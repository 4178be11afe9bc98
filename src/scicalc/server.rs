//! HTTP endpoint that stores saved calculations.
//!
//! This is the service a [`SaveClient`](crate::SaveClient) talks to. It serves
//! one path (default `/calculations`) and keeps everything in an in-memory
//! [`CalculationStore`]:
//!
//! | Method    | Answer                                                             |
//! |-----------|--------------------------------------------------------------------|
//! | `OPTIONS` | `200`, CORS preflight headers, empty body                          |
//! | `GET`     | `200 {"calculations": [...]}`, newest first, at most `max_listed`  |
//! | `POST`    | `201 {"id", "message"}`, or `400` when a field is missing or empty |
//! | other     | `405 {"error": "Method not allowed"}`                              |
//!
//! Every JSON answer carries `Access-Control-Allow-Origin: *` so a page on
//! another origin can call it.
//!
//! Available on the `server` feature.
//!
//! # Example
//!
//! ```rust,no_run
//! use std::sync::Arc;
//! use scicalc::server::{serve, CalculationStore, ServerConfig};
//!
//! #[tokio::main]
//! async fn main() -> Result<(), Box<dyn std::error::Error + Send + Sync>> {
//!     scicalc::init_logger();
//!     let store = Arc::new(CalculationStore::new());
//!     let server = serve(ServerConfig::default(), store).await?;
//!     println!("listening on http://{}/calculations", server.addr());
//!     server.wait().await;
//!     Ok(())
//! }
//! ```

use std::error::Error;
use std::net::SocketAddr;
use std::sync::{Arc, Mutex};

use axum::body::Bytes;
use axum::extract::State;
use axum::http::{header, Method, StatusCode};
use axum::response::{IntoResponse, Response};
use axum::routing::any;
use axum::{Json, Router};
use chrono::Utc;
use log::{info, warn};
use serde_json::{json, Value as JsonValue};
use tokio::net::TcpListener;
use tokio::task::JoinHandle;

use crate::scicalc::save_client::SavedCalculation;

/// Where and how the endpoint is served.
#[derive(Debug, Clone)]
pub struct ServerConfig {
    /// Socket address to bind (port 0 picks a free port).
    pub addr: SocketAddr,
    /// Path the endpoint is mounted at.
    pub path: String,
    /// Maximum number of calculations returned by `GET`.
    pub max_listed: usize,
}

impl ServerConfig {
    pub fn with_addr(mut self, addr: SocketAddr) -> Self {
        self.addr = addr;
        self
    }

    pub fn with_path(mut self, path: impl Into<String>) -> Self {
        self.path = path.into();
        self
    }

    pub fn with_max_listed(mut self, max_listed: usize) -> Self {
        self.max_listed = max_listed;
        self
    }
}

impl Default for ServerConfig {
    /// `127.0.0.1:8080`, `/calculations`, 50 listed.
    fn default() -> Self {
        Self {
            addr: SocketAddr::from(([127, 0, 0, 1], 8080)),
            path: "/calculations".to_string(),
            max_listed: 50,
        }
    }
}

#[derive(Debug, Default)]
struct StoreInner {
    last_id: u64,
    items: Vec<SavedCalculation>,
}

/// Thread-safe in-memory list of saved calculations.
///
/// Ids start at 1 and increase with every insert.
#[derive(Debug, Default)]
pub struct CalculationStore {
    inner: Mutex<StoreInner>,
}

impl CalculationStore {
    pub fn new() -> Self {
        Self::default()
    }

    /// Store a calculation stamped with the current time.
    pub fn insert(&self, expression: &str, result: &str) -> SavedCalculation {
        let mut inner = self.lock();
        inner.last_id += 1;
        let saved = SavedCalculation {
            id: inner.last_id,
            expression: expression.to_string(),
            result: result.to_string(),
            created_at: Utc::now(),
        };
        inner.items.push(saved.clone());
        saved
    }

    /// Up to `limit` calculations, newest first.
    ///
    /// Items are appended in id order, so walking them backwards is already
    /// newest first.
    pub fn recent(&self, limit: usize) -> Vec<SavedCalculation> {
        self.lock().items.iter().rev().take(limit).cloned().collect()
    }

    pub fn len(&self) -> usize {
        self.lock().items.len()
    }

    pub fn is_empty(&self) -> bool {
        self.len() == 0
    }

    fn lock(&self) -> std::sync::MutexGuard<'_, StoreInner> {
        // A panic while holding the lock cannot leave the Vec half-written.
        self.inner
            .lock()
            .unwrap_or_else(|poisoned| poisoned.into_inner())
    }
}

#[derive(Clone)]
struct AppState {
    store: Arc<CalculationStore>,
    max_listed: usize,
}

/// Build the router without binding a socket.
pub fn router(config: &ServerConfig, store: Arc<CalculationStore>) -> Router {
    let state = AppState {
        store,
        max_listed: config.max_listed,
    };
    Router::new()
        .route(&config.path, any(handle_calculations))
        .with_state(state)
}

async fn handle_calculations(
    State(state): State<AppState>,
    method: Method,
    body: Bytes,
) -> Response {
    info!("{} calculations", method);
    match method {
        Method::OPTIONS => preflight(),
        Method::GET => {
            let calculations = state.store.recent(state.max_listed);
            json_response(StatusCode::OK, json!({ "calculations": calculations }))
        }
        Method::POST => create(&state.store, &body),
        _ => json_response(
            StatusCode::METHOD_NOT_ALLOWED,
            json!({"error": "Method not allowed"}),
        ),
    }
}

fn create(store: &CalculationStore, body: &[u8]) -> Response {
    // A body that is not JSON is treated like an empty object.
    let payload: JsonValue = serde_json::from_slice(body).unwrap_or(JsonValue::Null);
    let expression = payload["expression"].as_str().unwrap_or("");
    let result = payload["result"].as_str().unwrap_or("");

    if expression.is_empty() || result.is_empty() {
        warn!("rejected calculation without expression or result");
        return json_response(
            StatusCode::BAD_REQUEST,
            json!({"error": "Expression and result required"}),
        );
    }

    let saved = store.insert(expression, result);
    info!("stored calculation #{}: {} = {}", saved.id, saved.expression, saved.result);
    json_response(
        StatusCode::CREATED,
        json!({"id": saved.id, "message": "Calculation saved"}),
    )
}

fn preflight() -> Response {
    (
        StatusCode::OK,
        [
            (header::ACCESS_CONTROL_ALLOW_ORIGIN, "*"),
            (header::ACCESS_CONTROL_ALLOW_METHODS, "GET, POST, OPTIONS"),
            (header::ACCESS_CONTROL_ALLOW_HEADERS, "Content-Type"),
            (header::ACCESS_CONTROL_MAX_AGE, "86400"),
        ],
    )
        .into_response()
}

fn json_response(status: StatusCode, body: JsonValue) -> Response {
    (
        status,
        [(header::ACCESS_CONTROL_ALLOW_ORIGIN, "*")],
        Json(body),
    )
        .into_response()
}

/// A running server.
pub struct ServerHandle {
    addr: SocketAddr,
    task: JoinHandle<std::io::Result<()>>,
}

impl ServerHandle {
    /// Address actually bound (useful with port 0).
    pub fn addr(&self) -> SocketAddr {
        self.addr
    }

    /// Stop serving.
    pub fn shutdown(self) {
        self.task.abort();
    }

    /// Run until the server task ends.
    pub async fn wait(self) {
        match self.task.await {
            Ok(Ok(())) => {}
            Ok(Err(e)) => warn!("calculations server stopped: {}", e),
            Err(e) => warn!("calculations server task failed: {}", e),
        }
    }
}

/// Bind `config.addr` and serve the endpoint on a background task.
pub async fn serve(
    config: ServerConfig,
    store: Arc<CalculationStore>,
) -> Result<ServerHandle, Box<dyn Error + Send + Sync>> {
    let listener = TcpListener::bind(config.addr).await?;
    let addr = listener.local_addr()?;
    let app = router(&config, store);

    info!("calculations endpoint listening on http://{}{}", addr, config.path);
    let task = tokio::spawn(async move { axum::serve(listener, app).await });

    Ok(ServerHandle { addr, task })
}

#[cfg(test)]
mod tests {
    use super::*;

    #[test]
    fn test_store_assigns_increasing_ids() {
        let store = CalculationStore::new();
        assert!(store.is_empty());
        assert_eq!(store.insert("1 add 1", "2").id, 1);
        assert_eq!(store.insert("2 add 2", "4").id, 2);
        assert_eq!(store.len(), 2);
    }

    #[test]
    fn test_store_recent_is_newest_first_and_limited() {
        let store = CalculationStore::new();
        for i in 0..5 {
            store.insert(&format!("{} add 0", i), &i.to_string());
        }
        let recent = store.recent(3);
        let ids: Vec<u64> = recent.iter().map(|c| c.id).collect();
        assert_eq!(ids, vec![5, 4, 3]);
    }

    #[test]
    fn test_store_recent_handles_limits_past_the_end() {
        let store = CalculationStore::new();
        assert!(store.recent(10).is_empty());

        store.insert("1 add 1", "2");
        store.insert("2 add 2", "4");
        let recent = store.recent(10);
        assert_eq!(recent.len(), 2);
        assert_eq!(recent[0].expression, "2 add 2");
        assert!(store.recent(0).is_empty());
        // Listing leaves the store untouched.
        assert_eq!(store.len(), 2);
    }

    #[test]
    fn test_default_config() {
        let config = ServerConfig::default();
        assert_eq!(config.path, "/calculations");
        assert_eq!(config.max_listed, 50);
        assert_eq!(config.addr.port(), 8080);
    }
}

> [EXERCISE DETAILS]:
Across the data, pull every line containing the string "ServerConfig".

> [RESPONSE FOR THIS EXERCISE]:
//! use scicalc::server::{serve, CalculationStore, ServerConfig};
//!     let server = serve(ServerConfig::default(), store).await?;
pub struct ServerConfig {
impl ServerConfig {
impl Default for ServerConfig {
pub fn router(config: &ServerConfig, store: Arc<CalculationStore>) -> Router {
    config: ServerConfig,
        let config = ServerConfig::default();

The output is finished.